Связанные, точно рабы, конвоируемые конными гренадерами и пешим взводом, шотландские аристократы вступили в столицу, где чернь встретила их зловонием глумливо разинутых ртов.

Под надсадный гром победного марша процессия мерно продвигалась по лондонским улицам. К барабанщикам присоединились волынщики, и их веселые мотивы привлекли новых зевак. Толпа росла, лондонцы, прихватив из домов всю металлическую утварь, какую могли унести, на свой лад поддерживали военный оркестр.

Уильям заметил среди утвари подкладные судна. Их звон вливался в общий грохот.

– Да здравствует король Георг! Да не увидит Подкладень британского престола! – скандировала толпа.

Уильям скривился. Столько лет прошло, а лондонская чернь до сих пор верит гнусной сплетне – дескать, королева Мария-Беатриса, так старавшаяся забеременеть, вовсе и не производила на свет сына. Протестанты уцепились за чей-то домысел, будто бы Иакова каким-то образом тайно пронесли на родильное ложе королевы в подкладном судне, даром что Иаков был рожден в Сент-Джеймсском дворце, на глазах у множества свидетелей.

Впрочем, Уильям не дал ходу своей ярости. Перед ним стояли более важные задачи. Несмотря на промозглый холод, атмосфера накалилась от воплей лондонской черни, а также от зловония немытых тел и от коллективной жажды мести изменникам. При въезде в Тауэр-Хамлетс [5]5
   Букв. «Тауэрские деревушки» – район возле Тауэра, находится во внутреннем Лондоне, включает большую часть лондонского Ист-Энда.


[Закрыть]
Уильяму сказали, что он и его «сообщники» будут определены к лейтенанту-коменданту и завтра же доставлены в Вестминстер для допроса.

«Отыщи меня, Уинифред, – мысленно молил Уильям. – Теперь мое спасение по силам лишь тебе одной».

* * *

В усадьбе Траквер царила суматоха – Уинифред готовили к отъезду в Лондон. Джейн в тот вечер отказалась от ужина и от компании, ибо жаждала остаться наедине со своими мыслями. Убранство элегантной спальни, куда ее поместили Мэри и Чарльз, было ей знакомо. Текстиль оттенка шалфейных листьев – парчовые занавеси, густо расшитые золотыми нитями (излюбленный материал лионских ткачей), толстый восточный ковер – явно часть приданого милой сестрицы Мэри…

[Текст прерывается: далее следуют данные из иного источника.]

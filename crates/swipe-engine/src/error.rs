use crate::config::ConfigError;
use crate::telemetry::TelemetryError;
use crate::workflows::offers::{IngestError, OfferServiceError, RepositoryError, RuleBookError};
use axum::http::StatusCode;
use axum::response::{IntoResponse, Response};
use axum::Json;
use serde_json::json;
use std::fmt;

#[derive(Debug)]
pub enum AppError {
    Config(ConfigError),
    Telemetry(TelemetryError),
    Io(std::io::Error),
    Server(axum::Error),
    Service(OfferServiceError),
    Ingest(IngestError),
    Rules(RuleBookError),
}

impl fmt::Display for AppError {
    fn fmt(&self, f: &mut fmt::Formatter<'_>) -> fmt::Result {
        match self {
            AppError::Config(err) => write!(f, "configuration error: {}", err),
            AppError::Telemetry(err) => write!(f, "telemetry error: {}", err),
            AppError::Io(err) => write!(f, "io error: {}", err),
            AppError::Server(err) => write!(f, "server error: {}", err),
            AppError::Service(err) => write!(f, "offer research error: {}", err),
            AppError::Ingest(err) => write!(f, "import error: {}", err),
            AppError::Rules(err) => write!(f, "rule book error: {}", err),
        }
    }
}

impl std::error::Error for AppError {
    fn source(&self) -> Option<&(dyn std::error::Error + 'static)> {
        match self {
            AppError::Config(err) => Some(err),
            AppError::Telemetry(err) => Some(err),
            AppError::Io(err) => Some(err),
            AppError::Server(err) => Some(err),
            AppError::Service(err) => Some(err),
            AppError::Ingest(err) => Some(err),
            AppError::Rules(err) => Some(err),
        }
    }
}

impl IntoResponse for AppError {
    fn into_response(self) -> Response {
        let status = match &self {
            AppError::Ingest(_) | AppError::Rules(_) => StatusCode::BAD_REQUEST,
            AppError::Service(OfferServiceError::Repository(RepositoryError::NotFound(_))) => {
                StatusCode::NOT_FOUND
            }
            AppError::Service(OfferServiceError::Repository(RepositoryError::Conflict(_))) => {
                StatusCode::CONFLICT
            }
            AppError::Config(_)
            | AppError::Telemetry(_)
            | AppError::Io(_)
            | AppError::Server(_)
            | AppError::Service(_) => StatusCode::INTERNAL_SERVER_ERROR,
        };

        let body = Json(json!({ "error": self.to_string() }));
        (status, body).into_response()
    }
}

impl From<ConfigError> for AppError {
    fn from(value: ConfigError) -> Self {
        Self::Config(value)
    }
}

impl From<TelemetryError> for AppError {
    fn from(value: TelemetryError) -> Self {
        Self::Telemetry(value)
    }
}

impl From<std::io::Error> for AppError {
    fn from(value: std::io::Error) -> Self {
        Self::Io(value)
    }
}

impl From<axum::Error> for AppError {
    fn from(value: axum::Error) -> Self {
        Self::Server(value)
    }
}

impl From<OfferServiceError> for AppError {
    fn from(value: OfferServiceError) -> Self {
        Self::Service(value)
    }
}

impl From<RepositoryError> for AppError {
    fn from(value: RepositoryError) -> Self {
        Self::Service(OfferServiceError::Repository(value))
    }
}

impl From<IngestError> for AppError {
    fn from(value: IngestError) -> Self {
        Self::Ingest(value)
    }
}

impl From<RuleBookError> for AppError {
    fn from(value: RuleBookError) -> Self {
        Self::Rules(value)
    }
}

#[cfg(test)]
mod tests {
    use super::*;
    use crate::workflows::offers::AdId;

    #[test]
    fn missing_ad_maps_to_not_found() {
        let error = AppError::from(RepositoryError::NotFound(AdId::from("ad-1")));
        assert_eq!(error.into_response().status(), StatusCode::NOT_FOUND);
    }

    #[test]
    fn bad_import_maps_to_bad_request() {
        let parse = serde_json::from_str::<Vec<u8>>("nope").expect_err("invalid json");
        let error = AppError::from(IngestError::Json(parse));
        assert!(error.to_string().starts_with("import error"));
        assert_eq!(error.into_response().status(), StatusCode::BAD_REQUEST);
    }

    #[test]
    fn config_errors_are_internal() {
        let error = AppError::from(ConfigError::InvalidPort);
        assert_eq!(
            error.into_response().status(),
            StatusCode::INTERNAL_SERVER_ERROR
        );
    }
}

Понизу стены были обшиты деревянными панелями, потолок украшала изысканная лепнина. Джейн все это уже видела, и не раз. Интерьер был словно из костюмной драмы – только без намека на бутафорию. За обоями с изящным рисунком в виде зеленых трилистников скрывалась настоящая штукатурка, а под ней – надежная каменная кладка.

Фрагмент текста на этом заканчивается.